SOURCE MATERIAL.
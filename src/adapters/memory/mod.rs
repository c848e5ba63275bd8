//! In-memory adapters for development and tests.
//!
//! - `InMemoryEnrollmentStore` - Per-item locked ledgers
//! - `InMemoryIntentRegistry` - Idempotency key to intent mapping
//! - `InMemoryItemCatalog` - Club and event lookup
//! - `InMemoryReconciliationLog` - Reconciliation entries
//! - `InMemoryEnrollmentCache` - Seat counts and payer views

mod enrollment_cache;
mod enrollment_store;
mod intent_registry;
mod item_catalog;
mod reconciliation_log;

pub use enrollment_cache::InMemoryEnrollmentCache;
pub use enrollment_store::InMemoryEnrollmentStore;
pub use intent_registry::InMemoryIntentRegistry;
pub use item_catalog::InMemoryItemCatalog;
pub use reconciliation_log::InMemoryReconciliationLog;
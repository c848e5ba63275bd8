//! In-process event bus.
//!
//! Delivers each published envelope to the handlers subscribed to its type,
//! in subscription order, and keeps a copy for inspection. Used by the
//! single-node binary and by tests.

use async_trait::async_trait;
use std::collections::HashMap;
use std::sync::{Arc, RwLock};

use crate::domain::foundation::{DomainError, ErrorCode, EventEnvelope};
use crate::ports::{EventHandler, EventPublisher, EventSubscriber};

/// In-memory event bus.
///
/// ```ignore
/// let bus = Arc::new(InMemoryEventBus::new());
/// bus.subscribe("enrollment.committed.v1", cache_invalidator);
/// bus.publish(envelope).await?;
/// assert!(bus.has_event("enrollment.committed.v1"));
/// ```
pub struct InMemoryEventBus {
    handlers: RwLock<HashMap<String, Vec<Arc<dyn EventHandler>>>>,
    published: RwLock<Vec<EventEnvelope>>,
}

impl InMemoryEventBus {
    pub fn new() -> Self {
        Self {
            handlers: RwLock::new(HashMap::new()),
            published: RwLock::new(Vec::new()),
        }
    }

    /// Returns every envelope published so far.
    pub fn published_events(&self) -> Vec<EventEnvelope> {
        self.published
            .read()
            .unwrap_or_else(|poisoned| poisoned.into_inner())
            .clone()
    }

    /// Returns envelopes of one event type.
    pub fn events_of_type(&self, event_type: &str) -> Vec<EventEnvelope> {
        self.published_events()
            .into_iter()
            .filter(|e| e.event_type == event_type)
            .collect()
    }

    pub fn event_count(&self) -> usize {
        self.published
            .read()
            .unwrap_or_else(|poisoned| poisoned.into_inner())
            .len()
    }

    pub fn has_event(&self, event_type: &str) -> bool {
        self.published
            .read()
            .unwrap_or_else(|poisoned| poisoned.into_inner())
            .iter()
            .any(|e| e.event_type == event_type)
    }
}

impl Default for InMemoryEventBus {
    fn default() -> Self {
        Self::new()
    }
}

#[async_trait]
impl EventPublisher for InMemoryEventBus {
    async fn publish(&self, event: EventEnvelope) -> Result<(), DomainError> {
        self.published
            .write()
            .unwrap_or_else(|poisoned| poisoned.into_inner())
            .push(event.clone());

        // Clone handlers to release lock before await points
        let type_handlers: Vec<Arc<dyn EventHandler>> = {
            let handlers = self
                .handlers
                .read()
                .unwrap_or_else(|poisoned| poisoned.into_inner());
            handlers.get(&event.event_type).cloned().unwrap_or_default()
        };

        let mut errors = Vec::new();
        for handler in type_handlers {
            if let Err(e) = handler.handle(event.clone()).await {
                tracing::warn!(
                    handler = handler.name(),
                    event_type = %event.event_type,
                    error = %e,
                    "Event handler failed"
                );
                errors.push(format!("{}: {}", handler.name(), e));
            }
        }

        if !errors.is_empty() {
            return Err(DomainError::new(
                ErrorCode::InternalError,
                format!("Handler errors: {}", errors.join(", ")),
            ));
        }

        Ok(())
    }
}

impl EventSubscriber for InMemoryEventBus {
    fn subscribe(&self, event_type: &str, handler: Arc<dyn EventHandler>) {
        self.handlers
            .write()
            .unwrap_or_else(|poisoned| poisoned.into_inner())
            .entry(event_type.to_string())
            .or_default()
            .push(handler);
    }
}
//! HTTP handlers for enrollment endpoints.
//!
//! A session outlives the request that started it, so the handlers keep
//! running sessions in a registry keyed by `SessionId`. The status stream can
//! be taken once; payment details and cancels go through the cloneable
//! `SessionControl`.
//!
//! A session is abandoned when its event stream disconnects before a
//! terminal status, or when nobody opens the stream within the claim timeout.

use std::collections::HashMap;
use std::convert::Infallible;
use std::pin::Pin;
use std::sync::{Arc, Mutex, MutexGuard};
use std::task::{Context, Poll};
use std::time::Duration;

use async_trait::async_trait;
use axum::extract::{FromRequestParts, Json, Path, State};
use axum::http::request::Parts;
use axum::http::StatusCode;
use axum::response::sse::{Event, KeepAlive, Sse};
use axum::response::IntoResponse;
use futures::stream::{BoxStream, Stream, StreamExt};
use tracing::{debug, info, warn};

use crate::application::handlers::enrollment::{
    EnrollmentOrchestrator, EnrollmentSession, SessionControl, SessionId,
};
use crate::domain::enrollment::{EnrollmentError, EnrollmentRequest, EnrollmentStatus};
use crate::domain::foundation::{IdempotencyKey, UserId};

use super::dto::{
    ConfirmPaymentRequest, ErrorResponse, StartEnrollmentRequest, StartEnrollmentResponse,
};

const DEFAULT_CLAIM_TIMEOUT: Duration = Duration::from_secs(60);

// ════════════════════════════════════════════════════════════════════════════════
// Application State
// ════════════════════════════════════════════════════════════════════════════════

struct SessionEntry {
    payer_id: UserId,
    control: SessionControl,
    statuses: Option<BoxStream<'static, EnrollmentStatus>>,
}

/// Sessions started over HTTP and not yet finished.
pub struct SessionRegistry {
    sessions: Mutex<HashMap<SessionId, SessionEntry>>,
    claim_timeout: Duration,
}

impl Default for SessionRegistry {
    fn default() -> Self {
        Self::new()
    }
}

impl SessionRegistry {
    pub fn new() -> Self {
        Self::with_claim_timeout(DEFAULT_CLAIM_TIMEOUT)
    }

    /// Sessions whose stream is not opened within `claim_timeout` are abandoned.
    pub fn with_claim_timeout(claim_timeout: Duration) -> Self {
        Self {
            sessions: Mutex::new(HashMap::new()),
            claim_timeout,
        }
    }

    // Never held across an await.
    fn sessions(&self) -> MutexGuard<'_, HashMap<SessionId, SessionEntry>> {
        self.sessions
            .lock()
            .unwrap_or_else(|poisoned| poisoned.into_inner())
    }

    fn insert(self: &Arc<Self>, payer_id: UserId, session: EnrollmentSession) -> SessionId {
        let id = session.id();
        let (control, statuses) = session.into_parts();
        {
            let mut sessions = self.sessions();
            sessions.retain(|_, entry| !entry.control.is_finished());
            sessions.insert(
                id,
                SessionEntry {
                    payer_id,
                    control,
                    statuses: Some(statuses.boxed()),
                },
            );
        }

        let registry = Arc::clone(self);
        tokio::spawn(async move {
            tokio::time::sleep(registry.claim_timeout).await;
            registry.expire_unclaimed(id);
        });

        id
    }

    fn control(&self, id: SessionId, payer_id: &UserId) -> Result<SessionControl, EnrollmentApiError> {
        self.sessions()
            .get(&id)
            .filter(|entry| &entry.payer_id == payer_id)
            .map(|entry| entry.control.clone())
            .ok_or(EnrollmentApiError::SessionNotFound(id))
    }

    fn take_statuses(
        self: &Arc<Self>,
        id: SessionId,
        payer_id: &UserId,
    ) -> Result<StatusStream, EnrollmentApiError> {
        let mut sessions = self.sessions();
        let entry = sessions
            .get_mut(&id)
            .filter(|entry| &entry.payer_id == payer_id)
            .ok_or(EnrollmentApiError::SessionNotFound(id))?;
        let statuses = entry
            .statuses
            .take()
            .ok_or(EnrollmentApiError::StreamTaken(id))?;

        Ok(StatusStream {
            id,
            statuses,
            control: entry.control.clone(),
            registry: Arc::clone(self),
            finished: false,
        })
    }

    /// Drops the session and abandons it if it is still running.
    fn abandon(&self, id: SessionId) {
        if let Some(entry) = self.sessions().remove(&id) {
            entry.control.cancel();
        }
    }

    fn expire_unclaimed(&self, id: SessionId) {
        let mut sessions = self.sessions();
        let unclaimed = sessions
            .get(&id)
            .map_or(false, |entry| entry.statuses.is_some());
        if !unclaimed {
            return;
        }
        if let Some(entry) = sessions.remove(&id) {
            if !entry.control.is_finished() {
                info!(session_id = %id, "Event stream never opened; abandoning session");
            }
            entry.control.cancel();
        }
    }

    pub fn len(&self) -> usize {
        self.sessions().len()
    }

    pub fn is_empty(&self) -> bool {
        self.len() == 0
    }
}

/// Status stream of one session. Dropped before a terminal status, it
/// abandons the session.
struct StatusStream {
    id: SessionId,
    statuses: BoxStream<'static, EnrollmentStatus>,
    control: SessionControl,
    registry: Arc<SessionRegistry>,
    finished: bool,
}

impl Stream for StatusStream {
    type Item = EnrollmentStatus;

    fn poll_next(mut self: Pin<&mut Self>, cx: &mut Context<'_>) -> Poll<Option<Self::Item>> {
        let polled = self.statuses.poll_next_unpin(cx);
        match &polled {
            Poll::Ready(Some(status)) if status.is_terminal() => self.finished = true,
            Poll::Ready(None) => self.finished = true,
            _ => {}
        }
        polled
    }
}

impl Drop for StatusStream {
    fn drop(&mut self) {
        if self.finished || self.control.is_finished() {
            return;
        }
        info!(session_id = %self.id, "Event stream disconnected; abandoning session");
        self.control.cancel();
        self.registry.abandon(self.id);
    }
}

/// Shared state for enrollment routes.
#[derive(Clone)]
pub struct EnrollmentAppState {
    pub orchestrator: Arc<EnrollmentOrchestrator>,
    pub sessions: Arc<SessionRegistry>,
}

impl EnrollmentAppState {
    pub fn new(orchestrator: Arc<EnrollmentOrchestrator>) -> Self {
        Self::with_registry(orchestrator, SessionRegistry::new())
    }

    pub fn with_registry(orchestrator: Arc<EnrollmentOrchestrator>, sessions: SessionRegistry) -> Self {
        Self {
            orchestrator,
            sessions: Arc::new(sessions),
        }
    }
}

// ════════════════════════════════════════════════════════════════════════════════
// User Context
// ════════════════════════════════════════════════════════════════════════════════

/// Payer identified by the `X-User-Id` header.
///
/// Authentication happens upstream; this adapter trusts the header.
#[derive(Debug, Clone)]
pub struct AuthenticatedUser {
    pub user_id: UserId,
}

/// Rejection type for AuthenticatedUser extraction.
pub struct AuthenticationRequired;

impl IntoResponse for AuthenticationRequired {
    fn into_response(self) -> axum::response::Response {
        let error = ErrorResponse::new("UNAUTHORIZED", "Authentication is required");
        (StatusCode::UNAUTHORIZED, Json(error)).into_response()
    }
}

#[async_trait]
impl<S> FromRequestParts<S> for AuthenticatedUser
where
    S: Send + Sync,
{
    type Rejection = AuthenticationRequired;

    async fn from_request_parts(parts: &mut Parts, _state: &S) -> Result<Self, Self::Rejection> {
        let user_id = parts
            .headers
            .get("X-User-Id")
            .and_then(|v| v.to_str().ok())
            .and_then(|s| UserId::new(s).ok())
            .ok_or(AuthenticationRequired)?;

        Ok(AuthenticatedUser { user_id })
    }
}

// ════════════════════════════════════════════════════════════════════════════════
// Handlers
// ════════════════════════════════════════════════════════════════════════════════

/// POST /api/enrollments - Start an enrollment session
pub async fn start_enrollment(
    State(state): State<EnrollmentAppState>,
    user: AuthenticatedUser,
    Json(body): Json<StartEnrollmentRequest>,
) -> Result<impl IntoResponse, EnrollmentApiError> {
    let key = IdempotencyKey::new(body.idempotency_key)
        .map_err(|e| EnrollmentError::validation("idempotency_key", e.to_string()))?;

    let mut request = EnrollmentRequest::new(user.user_id.clone(), body.item_id, body.kind, key);
    if let Some(amount) = body.amount {
        request = request.with_asserted_amount(amount);
    }

    let session = state.orchestrator.begin_enrollment(request);
    let session_id = state.sessions.insert(user.user_id, session);

    let response = StartEnrollmentResponse {
        session_id: session_id.to_string(),
        events_url: format!("/api/enrollments/{}/events", session_id),
    };

    Ok((StatusCode::ACCEPTED, Json(response)))
}

/// GET /api/enrollments/:id/events - Stream status updates as server-sent events
pub async fn stream_events(
    State(state): State<EnrollmentAppState>,
    user: AuthenticatedUser,
    Path(id): Path<String>,
) -> Result<Sse<impl Stream<Item = Result<Event, Infallible>>>, EnrollmentApiError> {
    let id = parse_session_id(&id)?;
    let statuses = state.sessions.take_statuses(id, &user.user_id)?;

    debug!(session_id = %id, "Streaming enrollment statuses");

    let events = statuses.map(|status| Ok(status_event(&status)));
    Ok(Sse::new(events).keep_alive(KeepAlive::default()))
}

/// POST /api/enrollments/:id/confirm - Submit payment details
pub async fn confirm_payment(
    State(state): State<EnrollmentAppState>,
    user: AuthenticatedUser,
    Path(id): Path<String>,
    Json(body): Json<ConfirmPaymentRequest>,
) -> Result<impl IntoResponse, EnrollmentApiError> {
    let id = parse_session_id(&id)?;
    let control = state.sessions.control(id, &user.user_id)?;

    control.submit(body.into()).await?;

    Ok(StatusCode::ACCEPTED)
}

/// POST /api/enrollments/:id/cancel - Abandon the session
pub async fn cancel_enrollment(
    State(state): State<EnrollmentAppState>,
    user: AuthenticatedUser,
    Path(id): Path<String>,
) -> Result<impl IntoResponse, EnrollmentApiError> {
    let id = parse_session_id(&id)?;
    let control = state.sessions.control(id, &user.user_id)?;

    control.cancel();

    Ok(StatusCode::ACCEPTED)
}

fn parse_session_id(raw: &str) -> Result<SessionId, EnrollmentApiError> {
    raw.parse()
        .map_err(|_| EnrollmentError::validation("session_id", "Invalid session ID format").into())
}

fn status_event(status: &EnrollmentStatus) -> Event {
    let event = Event::default().event(status.name());
    match serde_json::to_string(status) {
        Ok(data) => event.data(data),
        Err(err) => {
            warn!(error = %err, "Failed to serialize enrollment status");
            event.data("{}")
        }
    }
}

// ════════════════════════════════════════════════════════════════════════════════
// Error Handling
// ════════════════════════════════════════════════════════════════════════════════

/// API error wrapper that converts enrollment errors to HTTP responses.
#[derive(Debug)]
pub enum EnrollmentApiError {
    Enrollment(EnrollmentError),
    SessionNotFound(SessionId),
    StreamTaken(SessionId),
}

impl From<EnrollmentError> for EnrollmentApiError {
    fn from(err: EnrollmentError) -> Self {
        Self::Enrollment(err)
    }
}

impl IntoResponse for EnrollmentApiError {
    fn into_response(self) -> axum::response::Response {
        let (status, body) = match self {
            EnrollmentApiError::SessionNotFound(id) => (
                StatusCode::NOT_FOUND,
                ErrorResponse::new("SESSION_NOT_FOUND", format!("Session not found: {}", id)),
            ),
            EnrollmentApiError::StreamTaken(id) => (
                StatusCode::CONFLICT,
                ErrorResponse::new(
                    "STREAM_ALREADY_TAKEN",
                    format!("Session {} already has a subscriber", id),
                ),
            ),
            EnrollmentApiError::Enrollment(err) => {
                let status = match &err {
                    EnrollmentError::ItemNotFound(_) => StatusCode::NOT_FOUND,
                    EnrollmentError::InvalidPaymentRequest { .. }
                    | EnrollmentError::ValidationFailed { .. } => StatusCode::BAD_REQUEST,
                    EnrollmentError::GatewayUnavailable { .. } => StatusCode::SERVICE_UNAVAILABLE,
                    EnrollmentError::PaymentFailed { .. } => StatusCode::PAYMENT_REQUIRED,
                    EnrollmentError::Canceled
                    | EnrollmentError::DuplicateEnrollment { .. }
                    | EnrollmentError::CapacityExceeded { .. }
                    | EnrollmentError::InvalidState { .. } => StatusCode::CONFLICT,
                    EnrollmentError::PersistenceFailure { .. }
                    | EnrollmentError::AmbiguousCommit { .. } => {
                        StatusCode::INTERNAL_SERVER_ERROR
                    }
                };
                let body = ErrorResponse::new(err.code().to_string(), err.message())
                    .retryable(err.is_retryable());
                (status, body)
            }
        };
        (status, Json(body)).into_response()
    }
}

#[cfg(test)]
mod tests {
    use super::*;

    #[test]
    fn invalid_session_id_is_bad_request() {
        let err = parse_session_id("not-a-uuid").unwrap_err();
        let response = err.into_response();
        assert_eq!(response.status(), StatusCode::BAD_REQUEST);
    }

    #[test]
    fn gateway_outage_maps_to_service_unavailable() {
        let err = EnrollmentApiError::from(EnrollmentError::gateway_unavailable("down"));
        assert_eq!(err.into_response().status(), StatusCode::SERVICE_UNAVAILABLE);
    }

    #[test]
    fn finished_session_maps_to_conflict() {
        let err = EnrollmentApiError::from(EnrollmentError::invalid_state(
            "finished",
            "submit payment details",
        ));
        assert_eq!(err.into_response().status(), StatusCode::CONFLICT);
    }

    #[test]
    fn unknown_session_maps_to_not_found() {
        let err = EnrollmentApiError::SessionNotFound(SessionId::new());
        assert_eq!(err.into_response().status(), StatusCode::NOT_FOUND);
    }
}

WHAT THE TASK ASKS. Among the lines above, which contain the word "usize"? Copy every one.

YOUR SOLUTION.
    pub fn event_count(&self) -> usize {
    pub fn len(&self) -> usize {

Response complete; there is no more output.